New ‘Advanced Flow’ for App Sideloading
The update introduces an “advanced flow” system that allows users to sideload apps—but with stricter safeguards.
To install apps from unverified sources, users must:
- Enable Developer Mode
- Confirm they are acting voluntarily
- Restart the device and re-authenticate
- Wait for 24 hours
- Verify again using PIN or biometrics
After completing these steps, users can install apps either temporarily (for 7 days) or permanently.
Focus on Preventing Scams and Malware
The change is designed to tackle growing threats where cybercriminals:
- Trick users into installing malicious apps
- Gain elevated permissions
- Disable built-in protections like Play Protect
According to Android Ecosystem President Sameer Samat, the delay gives users time to reconsider suspicious actions and avoid scams.
Developer Verification Policy
This update follows Google’s earlier decision to require:
- All developers to be verified
- Apps to be registered before installation on certified Android devices
The goal is to quickly identify bad actors and limit malware distribution.

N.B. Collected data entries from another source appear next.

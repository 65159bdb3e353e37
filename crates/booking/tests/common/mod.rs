#![allow(dead_code)]

use std::sync::Arc;

use chrono::{DateTime, Duration, TimeZone, Utc};

use openmic_booking::BookingServices;
use openmic_core::event::{Address, Event, GeoPoint, NewEvent, SlotSpec};
use openmic_core::memory::{MemoryBlobStore, MemoryStore};
use openmic_core::notification::{Notification, NotificationType};
use openmic_core::store::EntityStore;
use openmic_core::types::DbId;
use openmic_core::user::{NewUser, User, UserType};

/// Services wired to in-memory stores, with direct handles on both stores
/// for fault injection and inspection.
pub struct Harness {
    pub store: MemoryStore,
    pub blobs: MemoryBlobStore,
    pub services: BookingServices,
}

impl Harness {
    pub fn new() -> Self {
        let store = MemoryStore::new();
        let blobs = MemoryBlobStore::new();
        let services = BookingServices::new(Arc::new(store.clone()), Arc::new(blobs.clone()));
        Self {
            store,
            blobs,
            services,
        }
    }

    pub async fn user(&self, name: &str, user_type: UserType) -> User {
        let user = User::new(NewUser {
            name: name.to_string(),
            email: format!("{}@example.com", name.to_lowercase()),
            password_hash: "not-a-real-hash".to_string(),
            user_type,
        });
        self.store.insert_user(&user).await.unwrap();
        user
    }

    pub async fn host(&self) -> User {
        self.user("Hana", UserType::Host).await
    }

    pub async fn comedian(&self, name: &str) -> User {
        self.user(name, UserType::Comedian).await
    }

    pub async fn guest(&self, name: &str) -> User {
        self.user(name, UserType::Guest).await
    }

    /// Create an event with `slots` open slots through the lifecycle service.
    pub async fn event(&self, host: &User, slots: usize) -> Event {
        self.services
            .events
            .create(new_event(host.id, slots))
            .await
            .unwrap()
    }

    pub async fn reload_event(&self, id: DbId) -> Event {
        self.store.find_event(id).await.unwrap().unwrap()
    }

    pub async fn reload_user(&self, id: DbId) -> User {
        self.store.find_user(id).await.unwrap().unwrap()
    }

    pub async fn notifications_for(&self, recipient: DbId) -> Vec<Notification> {
        self.store
            .all_notifications()
            .await
            .into_iter()
            .filter(|n| n.recipient_id == recipient)
            .collect()
    }

    pub async fn notifications_of(&self, kind: NotificationType) -> Vec<Notification> {
        self.store
            .all_notifications()
            .await
            .into_iter()
            .filter(|n| n.kind == kind)
            .collect()
    }
}

pub fn at(hour: u32) -> DateTime<Utc> {
    Utc.with_ymd_and_hms(2026, 11, 20, hour, 0, 0).unwrap()
}

pub fn slot_spec(start_hour: u32) -> SlotSpec {
    SlotSpec {
        id: None,
        start_time: at(start_hour),
        end_time: at(start_hour) + Duration::minutes(10),
    }
}

pub fn new_event(host_id: DbId, slots: usize) -> NewEvent {
    NewEvent {
        host_id,
        name: "Tuesday Open Mic".to_string(),
        description: "Sign up for five minutes".to_string(),
        venue: "The Cellar".to_string(),
        address: Address {
            street: "1 Main St".to_string(),
            city: "Austin".to_string(),
            state: "TX".to_string(),
            zip_code: "78701".to_string(),
        },
        location: GeoPoint {
            longitude: -97.74,
            latitude: 30.27,
        },
        date: at(0),
        start_time: at(18),
        end_time: at(23),
        image: None,
        time_slots: (0..slots).map(|i| slot_spec(18 + i as u32)).collect(),
    }
}
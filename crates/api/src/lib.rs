//! Open-mic API server library.
//!
//! Exposes the building blocks (config, state, error handling, routes) so
//! integration tests and the binary entrypoint can both access them.

pub mod auth;
pub mod config;
pub mod error;
pub mod handlers;
pub mod middleware;
pub mod response;
pub mod router;
pub mod routes;
pub mod state;
pub mod storage;
//! User row model.

use openmic_core::types::{DbId, Timestamp};
use openmic_core::user::{NotificationPreferences, PerformanceSlotRef, User};
use sqlx::FromRow;
use sqlx::types::Json;

use super::decode_error;

/// A row from the `users` table.
#[derive(Debug, Clone, FromRow)]
pub struct UserRow {
    pub id: DbId,
    pub name: String,
    pub email: String,
    pub password_hash: String,
    pub user_type: String,
    pub bio: String,
    pub profile_picture: String,
    pub events_attending: Vec<DbId>,
    pub performance_slots: Json<Vec<PerformanceSlotRef>>,
    pub events_hosting: Vec<DbId>,
    pub notification_preferences: Json<NotificationPreferences>,
    pub created_at: Timestamp,
    pub updated_at: Timestamp,
}

impl TryFrom<UserRow> for User {
    type Error = sqlx::Error;

    fn try_from(row: UserRow) -> Result<Self, Self::Error> {
        Ok(User {
            id: row.id,
            name: row.name,
            email: row.email,
            password_hash: row.password_hash,
            user_type: row.user_type.parse().map_err(decode_error)?,
            bio: row.bio,
            profile_picture: row.profile_picture,
            events_attending: row.events_attending,
            performance_slots: row.performance_slots.0,
            events_hosting: row.events_hosting,
            notification_preferences: row.notification_preferences.0,
            created_at: row.created_at,
        })
    }
}
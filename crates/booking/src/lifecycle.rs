//! Event lifecycle: creation, updates, status changes, cancellation and
//! deletion, plus the cascades they trigger on users and notifications.

use std::sync::Arc;

use openmic_core::error::CoreError;
use openmic_core::event::{Event, EventPatch, EventStatus, NewEvent};
use openmic_core::notification::{self, CascadeReason};
use openmic_core::store::{BlobStore, EntityStore};
use openmic_core::types::DbId;
use openmic_core::user::UserType;

use crate::dispatcher::NotificationDispatcher;
use crate::retry::modify_event;

#[derive(Clone)]
pub struct EventLifecycle {
    store: Arc<dyn EntityStore>,
    blobs: Arc<dyn BlobStore>,
    dispatcher: NotificationDispatcher,
}

impl EventLifecycle {
    pub fn new(
        store: Arc<dyn EntityStore>,
        blobs: Arc<dyn BlobStore>,
        dispatcher: NotificationDispatcher,
    ) -> Self {
        Self {
            store,
            blobs,
            dispatcher,
        }
    }

    // -----------------------------------------------------------------------
    // Reads
    // -----------------------------------------------------------------------

    pub async fn find(&self, event_id: DbId) -> Result<Event, CoreError> {
        self.store
            .find_event(event_id)
            .await?
            .ok_or_else(|| CoreError::event_not_found(event_id))
    }

    pub async fn list(&self, status: Option<EventStatus>) -> Result<Vec<Event>, CoreError> {
        Ok(self.store.list_events(status).await?)
    }

    // -----------------------------------------------------------------------
    // Writes
    // -----------------------------------------------------------------------

    /// Publish a new upcoming event for `input.host_id`.
    ///
    /// Comedians with slot alerts enabled are told about it when it has
    /// at least one open slot.
    pub async fn create(&self, input: NewEvent) -> Result<Event, CoreError> {
        let host = self
            .store
            .find_user(input.host_id)
            .await?
            .ok_or_else(|| CoreError::user_not_found(input.host_id))?;
        host.require_type(UserType::Host, "create events")?;

        let event = Event::new(input)?;
        self.store.insert_event(&event).await?;

        tracing::info!(
            event_id = %event.id,
            host_id = %host.id,
            slots = event.time_slots.len(),
            "Event created"
        );

        if let Err(e) = self.store.add_event_hosting(host.id, event.id).await {
            tracing::warn!(
                error = %e,
                event_id = %event.id,
                host_id = %host.id,
                "Event created but host back-reference was not written"
            );
        }

        if event.available_slot_count() > 0 {
            let comedians = self.dispatcher.slot_alert_recipients().await;
            self.dispatcher
                .notify_available_slots(&notification::new_event_slots(&event), &comedians)
                .await;
        }

        Ok(event)
    }

    /// Apply a host's patch.
    ///
    /// Setting the status to `cancelled` runs the cancellation cascade.
    /// Otherwise new open slots are announced to comedians and a moved
    /// venue or schedule is announced to the roster.
    pub async fn update(
        &self,
        event_id: DbId,
        requester_id: DbId,
        patch: EventPatch,
    ) -> Result<Event, CoreError> {
        patch.check()?;

        let (event, outcome) = modify_event(self.store.as_ref(), event_id, |event| {
            event.require_host(requester_id, "update")?;
            patch.apply(event)
        })
        .await?;

        tracing::info!(
            %event_id,
            status = %event.status,
            slots_added = outcome.slots_added,
            schedule_changed = outcome.schedule_changed,
            "Event updated"
        );

        if outcome.cancelled {
            self.cancel_event(&event).await;
            return Ok(event);
        }

        if outcome.slots_added > 0 {
            let comedians = self.dispatcher.slot_alert_recipients().await;
            self.dispatcher
                .notify_available_slots(
                    &notification::slots_added(&event, outcome.slots_added),
                    &comedians,
                )
                .await;
        }

        if outcome.schedule_changed && !event.status.is_terminal() {
            self.dispatcher.notify_schedule_change(&event).await;
        }

        Ok(event)
    }

    /// Move an event along the status machine without a host check.
    ///
    /// Entry point for the scheduler that marks events ongoing and completed.
    pub async fn set_status(&self, event_id: DbId, status: EventStatus) -> Result<Event, CoreError> {
        let (event, cancelled) = modify_event(self.store.as_ref(), event_id, |event| {
            event.status.check_transition(status)?;
            let cancelled = status == EventStatus::Cancelled && event.status != status;
            event.status = status;
            Ok(cancelled)
        })
        .await?;

        tracing::info!(%event_id, %status, "Event status set");

        if cancelled {
            self.cancel_event(&event).await;
        }

        Ok(event)
    }

    /// Cascade for an event that was just written as `cancelled`.
    ///
    /// The roster stays on the event document; every affected user is
    /// notified and unlinked. Failures are logged and do not undo the
    /// cancellation.
    pub async fn cancel_event(&self, event: &Event) {
        let attendees = event.attendee_ids();
        let claimants = event.claimant_ids();

        self.dispatcher
            .notify_cascade(event, CascadeReason::Cancelled)
            .await;

        match self
            .store
            .unlink_event(event.id, &attendees, &claimants)
            .await
        {
            Ok(touched) => tracing::info!(event_id = %event.id, users = touched, "Event cancelled"),
            Err(e) => tracing::warn!(
                error = %e,
                event_id = %event.id,
                "Event cancelled but user back-references were not all removed"
            ),
        }
    }

    /// Delete an event and everything that points at it.
    ///
    /// Users are unlinked before the document is removed, and the removal
    /// only succeeds at the version the roster was read from. If a booking
    /// or RSVP lands in between, the event is re-read and the newcomers are
    /// unlinked too. If unlinking fails the event is left in place and the
    /// error returned, so the call can be repeated. The roster is notified
    /// once the document is gone and the image blob is removed last,
    /// best-effort.
    pub async fn delete(&self, event_id: DbId, requester_id: DbId) -> Result<(), CoreError> {
        let mut event = self.find(event_id).await?;
        event.require_host(requester_id, "delete")?;

        self.store
            .remove_event_hosting(event.host_id, event.id)
            .await?;

        loop {
            self.store
                .unlink_event(event.id, &event.attendee_ids(), &event.claimant_ids())
                .await?;

            if self.store.delete_event(&event).await? {
                break;
            }

            tracing::debug!(%event_id, "Event changed during delete, unlinking again");
            event = self.find(event_id).await?;
        }

        tracing::info!(%event_id, "Event deleted");

        self.dispatcher
            .notify_cascade(&event, CascadeReason::Deleted)
            .await;

        if let Some(image) = &event.image {
            self.discard_blob(image).await;
        }

        Ok(())
    }

    /// Replace the event's image with a freshly uploaded one.
    pub async fn replace_image(
        &self,
        event_id: DbId,
        requester_id: DbId,
        bytes: Vec<u8>,
        content_type: &str,
    ) -> Result<Event, CoreError> {
        if bytes.is_empty() {
            return Err(CoreError::Validation("Image body is empty".into()));
        }
        if !content_type.starts_with("image/") {
            return Err(CoreError::Validation(
                "Only image uploads are allowed".into(),
            ));
        }

        self.find(event_id).await?.require_host(requester_id, "update")?;

        let filename = self.blobs.put(bytes, content_type).await?;

        let written = modify_event(self.store.as_ref(), event_id, |event| {
            event.require_host(requester_id, "update")?;
            Ok(event.image.replace(filename.clone()))
        })
        .await;

        let (event, previous) = match written {
            Ok(w) => w,
            Err(e) => {
                self.discard_blob(&filename).await;
                return Err(e);
            }
        };

        tracing::info!(%event_id, image = %filename, "Event image replaced");

        if let Some(old) = previous.filter(|old| *old != filename) {
            self.discard_blob(&old).await;
        }

        Ok(event)
    }

    async fn discard_blob(&self, filename: &str) {
        if let Err(e) = self.blobs.delete(filename).await {
            tracing::warn!(error = %e, image = filename, "Failed to delete image blob");
        }
    }
}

Criticism From Developers and Privacy Groups
The policy has faced criticism from organizations such as:
- F-Droid
- Brave
- Electronic Frontier Foundation
- Proton
- The Tor Project
- Vivaldi
Concerns include:
- Increased barriers for independent developers
- Privacy risks related to identity verification
- Lack of clarity on how developer data is handled
New Option for Small Developers
To address these concerns, Google plans to introduce:
- Limited distribution accounts
- Allowing app sharing with up to 20 devices
- No requirement for government ID or fees
This aims to support students and hobby developers.
Rollout Timeline
- Advanced sideloading flow: August 2026
- Developer verification enforcement: September 2026
Notably, the new restrictions do not apply to ADB (Android Debug Bridge) installations.
Rising Malware Threats
The update comes amid increasing Android security threats, including a new malware strain called Perseus, targeting users in Europe for:
- Device takeover
- Financial fraud
In the past four months alone, 17 malware families have been identified, highlighting the urgency of stronger protections.